In describing the aftermath of the bombing, McKinstry delves further into the theme of The Enduring and Personal Impact of Racial Violence. Throughout these chapters, she details the initial impact of the bombing on her life and the lives of others and alludes to the long-term consequences it would have for her. While the girls’ deaths were highly publicized, McKinstry notes, “The media didn’t cover others whose lives were irrevocably altered that day” (82). The bombing caused an abrupt loss of childhood innocence that completely changed her worldview, and she slipped into a deep depression that lasted years. The bombing also permanently affected others involved, including McKinstry’s little brother Kirk, who clung to the first stranger he found after escaping the church, and Addie’s sister Sarah Collins, who was in the women’s bathroom when the bomb exploded. After the trauma, Kirk “seemingly lost his desire for conversation” (66). He “became a quiet child” (66), never marrying or having children. Sarah Collins lost her eye in the bombing, but more serious were “the wounds to her spirit;” Sarah spent many years “in silence and seclusion” as a result of the tragedy (82). However, the nurse who admitted Sarah broke segregation laws, capturing a moment of humanity in such a violent event. Through these personal accounts, McKinstry illustrates the deep and lasting trauma that violence inflicts on its victims, shaping their lives in unseen but significant ways that remain hidden from the public eye. By highlighting Dr.
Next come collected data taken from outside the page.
//! Serving handle for exported artifacts.
//!
//! A [`ModelHandle`] is cheap to build; the artifact and vocabulary are
//! loaded and validated on first use, exactly once. A failed load is
//! reported to the caller and retried on the next call.

use std::path::{Path, PathBuf};

use log::info;
use once_cell::sync::OnceCell;

use crate::board::Position;
use crate::encoder::{EncodingError, Sample, SampleBatch};
use crate::error::PipelineError;
use crate::graph::{Dim, Outputs, RuntimeError, Session, StructuralError, MOVE_PROBS, WIN_PROB};
use crate::vocab::{mirror_uci, MoveVocabulary};

/// One candidate move.
#[derive(Clone, Debug, PartialEq)]
pub struct MoveProbability {
    /// UCI move from the real side to move's point of view
    pub uci: String,
    /// Index in the vocabulary
    pub index: usize,
    pub probability: f32,
}

/// Result of one forward pass, candidates in vocabulary order.
#[derive(Clone, Debug, PartialEq)]
pub struct Prediction {
    pub moves: Vec<MoveProbability>,
    pub win_prob: f32,
}

impl Prediction {
    /// Most probable move. Among equal probabilities the move earliest in
    /// vocabulary order wins.
    #[must_use]
    pub fn best_move(&self) -> Option<&MoveProbability> {
        self.moves.iter().fold(None, |best: Option<&MoveProbability>, m| match best {
            Some(b) if b.probability >= m.probability => Some(b),
            _ => Some(m),
        })
    }

    /// The `k` most probable moves, ties kept in vocabulary order.
    #[must_use]
    pub fn top(&self, k: usize) -> Vec<&MoveProbability> {
        let mut sorted: Vec<&MoveProbability> = self.moves.iter().collect();
        sorted.sort_by(|a, b| b.probability.total_cmp(&a.probability));
        sorted.truncate(k);
        sorted
    }
}

fn head<'a>(outputs: &'a Outputs, name: &str) -> Result<&'a [f32], PipelineError> {
    let tensor = outputs.get(name).ok_or_else(|| StructuralError::MissingOutput {
        name: name.to_string(),
    })?;
    tensor.as_f32().map_err(|_| {
        StructuralError::OutputTypeMismatch {
            name: name.to_string(),
            declared: "f32".to_string(),
            inferred: tensor.dtype().to_string(),
        }
        .into()
    })
}

/// First entry of a head; batch-of-one heads carry exactly one row.
fn first(name: &str, values: &[f32]) -> Result<f32, PipelineError> {
    values.first().copied().ok_or_else(|| {
        RuntimeError::EmptyOutput {
            name: name.to_string(),
        }
        .into()
    })
}

/// A validated session together with the vocabulary indexing its moves.
#[derive(Debug)]
pub struct LoadedModel {
    session: Session,
    vocab: MoveVocabulary,
}

impl LoadedModel {
    /// Pair a session with a vocabulary of matching size.
    pub fn new(session: Session, vocab: MoveVocabulary) -> Result<Self, PipelineError> {
        let width = match session.graph().output(MOVE_PROBS).and_then(|v| v.dims.get(1)) {
            Some(Dim::Fixed(n)) => *n,
            _ => 0,
        };
        vocab.ensure_size(width)?;
        Ok(LoadedModel { session, vocab })
    }

    /// Load an artifact and a vocabulary file, or the standard vocabulary.
    pub fn load(artifact: &Path, vocab: Option<&Path>) -> Result<Self, PipelineError> {
        let session = Session::load(artifact)?;
        let vocab = match vocab {
            Some(path) => MoveVocabulary::load(path)?,
            None => MoveVocabulary::standard().clone(),
        };
        info!(
            "loaded {} ({} nodes, {} moves)",
            artifact.display(),
            session.graph().nodes.len(),
            vocab.len()
        );
        Self::new(session, vocab)
    }

    #[must_use]
    pub fn vocab(&self) -> &MoveVocabulary {
        &self.vocab
    }

    #[must_use]
    pub fn session(&self) -> &Session {
        &self.session
    }

    /// Evaluate one position.
    ///
    /// With `legal`, only those moves are reported and their probabilities
    /// are renormalised to sum to one. Moves missing from the vocabulary
    /// are ignored.
    pub fn predict(
        &self,
        fen: &str,
        elo_self: i64,
        elo_oppo: i64,
        legal: Option<&[String]>,
    ) -> Result<Prediction, PipelineError> {
        let position = Position::try_from_fen(fen).map_err(|source| EncodingError::Fen {
            fen: fen.to_string(),
            source,
        })?;
        let batch = SampleBatch::from_samples(&[Sample {
            fen: fen.to_string(),
            elo_self,
            elo_oppo,
        }])?;
        let outputs = self.session.run(&batch.feeds())?;
        let probs = head(&outputs, MOVE_PROBS)?;
        let win_prob = first(WIN_PROB, head(&outputs, WIN_PROB)?)?;

        // The network sees the side to move as white
        let mirrored = !position.white_to_move();
        let flip = |uci: &str| if mirrored { mirror_uci(uci) } else { uci.to_string() };

        let mut moves: Vec<MoveProbability> = match legal {
            None => self
                .vocab
                .iter()
                .zip(probs)
                .enumerate()
                .map(|(index, (uci, &probability))| MoveProbability {
                    uci: flip(uci),
                    index,
                    probability,
                })
                .collect(),
            Some(legal) => {
                let mut found: Vec<MoveProbability> = legal
                    .iter()
                    .filter_map(|mv| {
                        let index = self.vocab.index_of(&flip(mv))?;
                        Some(MoveProbability {
                            uci: mv.clone(),
                            index,
                            probability: probs.get(index).copied().unwrap_or(0.0),
                        })
                    })
                    .collect();
                found.sort_by_key(|m| m.index);
                found.dedup_by_key(|m| m.index);
                found
            }
        };
        if legal.is_some() {
            let total: f32 = moves.iter().map(|m| m.probability).sum();
            if total > 0.0 {
                for m in &mut moves {
                    m.probability /= total;
                }
            }
        }
        Ok(Prediction { moves, win_prob })
    }
}

/// Lazily loaded, shareable model.
#[derive(Debug)]
pub struct ModelHandle {
    artifact: PathBuf,
    vocab: Option<PathBuf>,
    model: OnceCell<LoadedModel>,
}

impl ModelHandle {
    #[must_use]
    pub fn new(artifact: impl Into<PathBuf>, vocab: Option<PathBuf>) -> Self {
        ModelHandle {
            artifact: artifact.into(),
            vocab,
            model: OnceCell::new(),
        }
    }

    /// The loaded model, loading it on first call.
    pub fn get(&self) -> Result<&LoadedModel, PipelineError> {
        self.model
            .get_or_try_init(|| LoadedModel::load(&self.artifact, self.vocab.as_deref()))
    }

    #[must_use]
    pub fn is_loaded(&self) -> bool {
        self.model.get().is_some()
    }

    pub fn predict(
        &self,
        fen: &str,
        elo_self: i64,
        elo_oppo: i64,
        legal: Option<&[String]>,
    ) -> Result<Prediction, PipelineError> {
        self.get()?.predict(fen, elo_self, elo_oppo, legal)
    }
}

#[cfg(test)]
mod tests {
    use super::*;

    fn candidate(uci: &str, index: usize, probability: f32) -> MoveProbability {
        MoveProbability {
            uci: uci.to_string(),
            index,
            probability,
        }
    }

    #[test]
    fn test_best_move_prefers_earliest_on_ties() {
        let prediction = Prediction {
            moves: vec![
                candidate("a2a3", 3, 0.25),
                candidate("e2e4", 9, 0.5),
                candidate("d2d4", 12, 0.5),
                candidate("g1f3", 20, 0.25),
            ],
            win_prob: 0.5,
        };
        assert_eq!(prediction.best_move().map(|m| m.uci.as_str()), Some("e2e4"));
        let top: Vec<&str> = prediction.top(3).iter().map(|m| m.uci.as_str()).collect();
        assert_eq!(top, vec!["e2e4", "d2d4", "a2a3"]);
    }

    #[test]
    fn test_empty_prediction_has_no_best_move() {
        let prediction = Prediction {
            moves: Vec::new(),
            win_prob: 0.5,
        };
        assert!(prediction.best_move().is_none());
    }

    #[test]
    fn test_empty_win_head_is_an_error() {
        assert_eq!(first(WIN_PROB, &[0.75, 0.25]).unwrap(), 0.75);
        let err = first(WIN_PROB, &[]).unwrap_err();
        assert_eq!(err.stage(), "inference");
        assert!(matches!(
            err,
            PipelineError::Runtime(RuntimeError::EmptyOutput { ref name }) if name == WIN_PROB
        ));
    }

    #[test]
    fn test_failed_load_is_an_error_and_retried() {
        let dir = tempfile::tempdir().unwrap();
        let handle = ModelHandle::new(dir.path().join("missing.graph"), None);
        assert!(handle.get().is_err());
        assert!(!handle.is_loaded());
        assert!(handle.get().is_err());
    }

    #[test]
    fn test_handle_is_shareable() {
        fn assert_send_sync<T: Send + Sync>() {}
        assert_send_sync::<ModelHandle>();
        assert_send_sync::<LoadedModel>();
    }
}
King’s eulogies and the sudden focus on Birmingham, McKinstry examines the macro and micro perspectives side by side to demonstrate the effects on a single life. While Dr. King spoke, McKinstry stayed at home, unable to be near her friends’ bodies. While a figure like Dr. King, who was well-versed in racial violence and injustice, could use the passion and anger from the bombing to call for unity in the Black community, McKinstry’s first up-close look at racial violence left her in shock. This presents the idea of desensitization to violence, as well as people’s unique responses to atrocity.